Books on Wheels, #1000BlackGirlBooks Resource Guide, and More

by
Staff
3.28.16

Every day Poets & Writers Magazine scans the headlines—from publishing reports to academic announcements to literary dispatches—for all the news that creative writers need to know. Here are today's stories:

Jim Harrison, a prolific poet, novelist, and essayist, died on Saturday at age seventy-eight. Harrison is perhaps best known for his 1979 novel Legends of the Fall, which became a hit screen adaptation. Over the course of his career, Harrison wrote more than thirty books. At the New York Times, Margalit Fox writes that Harrison’s work explored “with ardent abandon the natural world, the life of the mind and the pleasures of the flesh."

Literary Hub features seven poems by Harrison in remembrance of his life and work.

Beginning this week, Ann Patchett’s Nashville, Tennessee–based independent bookstore Parnassus Books will send its new bookmobile, Parnassus on Wheels, out on the road. An article at the New York Times reports on the growing trend of bookmobiles, and how their arrivals in cities such as Nashville are a sign that independent bookstores are prospering.

At Forbes, writer Jennifer Baker reports on the continuing and crucial work of Marley Dias, the eleven-year-old girl who created the campaign #1000BlackGirlBooks. “[Dias] is not only a change agent and leader but also a direct representative of the demographic yearning for these titles. “[Dias] echoes that the consumer doesn’t always correlate to the protagonist, yet this visibility is important.” The GrassROOTS Community Foundation has released the #1000BlackGirlBooks Resource Guide, which includes a database of titles for teachers to utilize in their classrooms. To date Dias has collected almost five thousand books.

“All nations have founding myths. I suppose I would prefer to have a revolution in my country’s past than a monarchy…. But the truth is that local history has given way, in my lifetime, to global economics, and we have no good stories for this: no parades, no revolutions.” Irish writers Anne Enright, Colm Tóibín, Roddy Doyle, and others reflect on 1916 Easter rebellion. (Guardian)

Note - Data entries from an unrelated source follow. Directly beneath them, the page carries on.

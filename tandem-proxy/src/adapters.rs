//! Version adapters: shims between the current protocol and older ones.
//!
//! Adapters compose as a decorator chain around a [`Connection`] and
//! work on the request level — after the orchestrator has decided what
//! to ask, before the transport encodes it. On the way down they strip
//! what an older simulator would not understand; defaults for fields an
//! old simulator cannot supply are injected during metadata validation.
//! Up-to-date simulators get no extra indirection at all.

use crate::call::{ApiCall, ApiReply};
use crate::proxy::Connection;
use async_trait::async_trait;
use tandem_types::SimulationError;

/// Shim for simulators predating protocol 2.2, which introduced
/// `setup_done`: the call is answered locally and never forwarded.
pub struct SetupDoneShim {
    inner: Box<dyn Connection>,
}

impl SetupDoneShim {
    /// Wrap a connection to a pre-2.2 simulator.
    pub fn new(inner: Box<dyn Connection>) -> Self {
        Self { inner }
    }
}

#[async_trait]
impl Connection for SetupDoneShim {
    async fn request(&self, call: ApiCall) -> Result<ApiReply, SimulationError> {
        match call {
            ApiCall::SetupDone => Ok(ApiReply::Done),
            other => self.inner.request(other).await,
        }
    }

    async fn stop(&self) {
        self.inner.stop().await;
    }
}

/// Shim for simulators predating protocol 3.0, which added
/// `max_advance` to `step` and `time_resolution` to `init`: both are
/// dropped on the way down.
pub struct StepShim {
    inner: Box<dyn Connection>,
}

impl StepShim {
    /// Wrap a connection to a pre-3.0 simulator.
    pub fn new(inner: Box<dyn Connection>) -> Self {
        Self { inner }
    }
}

#[async_trait]
impl Connection for StepShim {
    async fn request(&self, call: ApiCall) -> Result<ApiReply, SimulationError> {
        let call = match call {
            ApiCall::Step {
                time,
                inputs,
                max_advance: _,
            } => ApiCall::Step {
                time,
                inputs,
                max_advance: None,
            },
            ApiCall::Init {
                sid,
                time_resolution: _,
                params,
            } => ApiCall::Init {
                sid,
                time_resolution: None,
                params,
            },
            other => other,
        };
        self.inner.request(call).await
    }

    async fn stop(&self) {
        self.inner.stop().await;
    }
}
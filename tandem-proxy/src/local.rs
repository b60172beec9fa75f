//! In-process simulators.
//!
//! An [`ApiSimulator`] implements the simulator protocol as plain typed
//! async methods; [`LocalConnection`] adapts it to the uniform
//! [`Connection`] surface so the scheduler cannot tell it from a
//! remote simulator. Callbacks into the orchestrator go through the
//! [`LinkHandle`] passed at `init` — the local twin of the request
//! frames a remote simulator would send.

use crate::call::{ApiCall, ApiReply};
use crate::link::LinkHandle;
use crate::proxy::Connection;
use async_trait::async_trait;
use serde_json::{Map, Value};
use std::sync::OnceLock;
use tandem_types::{
    EntityDesc, InputData, OutputReply, OutputRequest, RawMeta, SimId, SimulationError,
};
use tokio::sync::Mutex;

/// Errors an in-process simulator may return. Simulators are user
/// code, so any error type goes; the orchestrator only needs the
/// message.
pub type SimError = Box<dyn std::error::Error + Send + Sync>;

/// The simulator protocol, as implemented by in-process simulators.
///
/// Mirrors the wire protocol exactly: one method per API call, with
/// the same semantics a TCP simulator would provide. Default
/// implementations cover the optional parts.
#[async_trait]
pub trait ApiSimulator: Send {
    /// First call. `link` is the handle for callbacks into the
    /// orchestrator; simulators that never call back may drop it.
    /// Returns the simulator's raw metadata.
    async fn init(
        &mut self,
        link: LinkHandle,
        sid: SimId,
        time_resolution: f64,
        params: Map<String, Value>,
    ) -> Result<RawMeta, SimError>;

    /// Create `num` entities of `model`.
    async fn create(
        &mut self,
        num: usize,
        model: &str,
        params: Map<String, Value>,
    ) -> Result<Vec<EntityDesc>, SimError>;

    /// Called once after the last `create`, before the first `step`.
    async fn setup_done(&mut self) -> Result<(), SimError> {
        Ok(())
    }

    /// Advance to `time` with the composed `inputs`. Returns the next
    /// self-step, if the simulator wants one.
    async fn step(
        &mut self,
        time: u64,
        inputs: InputData,
        max_advance: u64,
    ) -> Result<Option<u64>, SimError>;

    /// Produce the requested output attributes.
    async fn get_data(&mut self, outputs: OutputRequest) -> Result<OutputReply, SimError>;

    /// A declared extra method. The default rejects everything.
    async fn extra_method(
        &mut self,
        method: &str,
        _args: Vec<Value>,
        _kwargs: Map<String, Value>,
    ) -> Result<Value, SimError> {
        Err(format!("unknown extra method {method}").into())
    }

    /// Final call; release resources. Errors cannot be meaningfully
    /// handled during shutdown, hence none can be returned.
    async fn stop(&mut self) {}
}

/// [`Connection`] for an [`ApiSimulator`] living in this process.
pub struct LocalConnection {
    sim: Mutex<Box<dyn ApiSimulator>>,
    link: LinkHandle,
    sid: OnceLock<SimId>,
}

impl LocalConnection {
    /// Wrap a simulator. `link` is handed to the simulator at `init`.
    pub fn new(sim: Box<dyn ApiSimulator>, link: LinkHandle) -> Self {
        Self {
            sim: Mutex::new(sim),
            link,
            sid: OnceLock::new(),
        }
    }

    fn sid(&self) -> SimId {
        self.sid
            .get()
            .cloned()
            .unwrap_or_else(|| SimId::new("<uninitialized>"))
    }

    fn fail(&self, method: &str, err: SimError) -> SimulationError {
        SimulationError::Request {
            sid: self.sid(),
            method: method.to_owned(),
            message: err.to_string(),
        }
    }
}

#[async_trait]
impl Connection for LocalConnection {
    async fn request(&self, call: ApiCall) -> Result<ApiReply, SimulationError> {
        let mut sim = self.sim.lock().await;
        match call {
            ApiCall::Init {
                sid,
                time_resolution,
                params,
            } => {
                self.sid.get_or_init(|| sid.clone());
                sim.init(
                    self.link.clone(),
                    sid,
                    time_resolution.unwrap_or(1.0),
                    params,
                )
                .await
                .map(ApiReply::Meta)
                .map_err(|e| self.fail("init", e))
            }
            ApiCall::Create { num, model, params } => sim
                .create(num, &model, params)
                .await
                .map(ApiReply::Entities)
                .map_err(|e| self.fail("create", e)),
            ApiCall::SetupDone => sim
                .setup_done()
                .await
                .map(|()| ApiReply::Done)
                .map_err(|e| self.fail("setup_done", e)),
            ApiCall::Step {
                time,
                inputs,
                max_advance,
            } => sim
                .step(time, inputs, max_advance.unwrap_or(u64::MAX))
                .await
                .map(ApiReply::NextStep)
                .map_err(|e| self.fail("step", e)),
            ApiCall::GetData { outputs } => sim
                .get_data(outputs)
                .await
                .map(ApiReply::Data)
                .map_err(|e| self.fail("get_data", e)),
            ApiCall::Extra {
                method,
                args,
                kwargs,
            } => sim
                .extra_method(&method, args, kwargs)
                .await
                .map(ApiReply::Value)
                .map_err(|e| self.fail(&method, e)),
        }
    }

    async fn stop(&self) {
        self.sim.lock().await.stop().await;
    }
}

Children’s author Beverly Cleary—creator of the beloved Ramona Quimby book series— will turn a hundred on April 12. In an interview with the Today Show, Cleary discusses her upcoming milestone birthday and reflects on her writing career, noting she is most proud of “the fact that children love my books.” (GalleyCat)

“Poetry is a way of burrowing beneath that veneer and getting to something a whole lot messier. And life is a very messy and complicated thing.” Poet Camille Rankine speaks about the intersection of poetry and music, emotional landscapes and histories, and her debut collection, Incorrect Merciful Impulses. (Interview)

At the Los Angeles Review of Books, Darryl Pinckney talks about his new novel, Black Deutschland, the craft choices of the novel’s structure, what it means to be a marginalized writer, and universality in fiction writing: “When I was a student, there seemed to be the idea that blacks could write autobiography because the black experience was so powerful, but maybe we couldn’t do well in fiction (this was pre-Toni Morrison) because being black was such a limiting thing. But every story has universal meaning because each is dealing with the human problem. The specifics are what makes it interesting, and what makes it new.”